As lágrimas amargas de Chiririca

Chiririca beijou o peito do seu amado e chorou, olhos na lua alta, cantando coisas estranhas ao ouvido de seu amado. Essa seria a sua última noite ao lado do seu amado, aquele louco insensato, aquele doido varrido, aquele bandido amoroso, cantor de coisas doces, autor de belos poemas e cantigas de romancear.

Chiririca chorou uma última lágrima e deitou-se ao lado do seu amado, olhando-o no escuro pela última vez, sabendo que a lua a espiava e ao seu amado.
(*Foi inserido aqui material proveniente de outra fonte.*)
use thiserror::Error;

#[derive(Error, Debug)]
pub enum BookingError {
    #[error("Resource not found: {0}")]
    NotFound(String),

    #[error("Validation error: {0}")]
    Validation(String),

    #[error("Configuration error: {0}")]
    Configuration(String),

    #[error("Record store unavailable: {0}")]
    Unavailable(String),

    #[error("Database error: {0}")]
    Database(#[from] eyre::Report),

    #[error("Internal server error: {0}")]
    Internal(#[from] Box<dyn std::error::Error + Send + Sync>),
}

impl BookingError {
    /// Whether repeating the same call may succeed.
    ///
    /// Validation and configuration problems never go away on their own, so
    /// only store-side failures qualify.
    pub fn is_retryable(&self) -> bool {
        matches!(self, BookingError::Unavailable(_) | BookingError::Database(_))
    }

    /// Text that is safe to show a visitor.
    ///
    /// Validation messages are written for humans already; everything else is
    /// replaced with a generic sentence so store details never leak.
    pub fn public_message(&self) -> String {
        match self {
            BookingError::Validation(message) => message.clone(),
            BookingError::NotFound(_) => "The requested item could not be found".to_string(),
            BookingError::Unavailable(_) => {
                "The booking service is temporarily unavailable. Please try again shortly."
                    .to_string()
            }
            BookingError::Configuration(_)
            | BookingError::Database(_)
            | BookingError::Internal(_) => {
                "Something went wrong on our side. Please try again.".to_string()
            }
        }
    }
}

pub type BookingResult<T> = Result<T, BookingError>;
Nessa noite, Chiririca dormiu como há muito não dormia ao lado do seu amado, com o calor do corpo do seu amado e o suor da noite quente na favela onde escondia o seu amor, onde vivia o seu amor discreto, secreto. Nessa noite, Chiririca dormiu, sonhou, voou.

(...)

Chiririca acordou já de sol alto. Sozinha, no meio da favela deserta. Eram passados 29 anos desde aquela última noite em que dormiu ao lado do seu amado, uma última vez abraçada ao seu amado.

Chiririca sabia que o velho tempo já não caminhava a seu lado, mas o seu amado estava lá, dentro dos seus olhos, dentro do seu peito, dentro do seu choro. E caminhava ao seu lado, ocupando o lugar do tempo que não passava. E não deixava Chiririca chegar ao fim do tempo.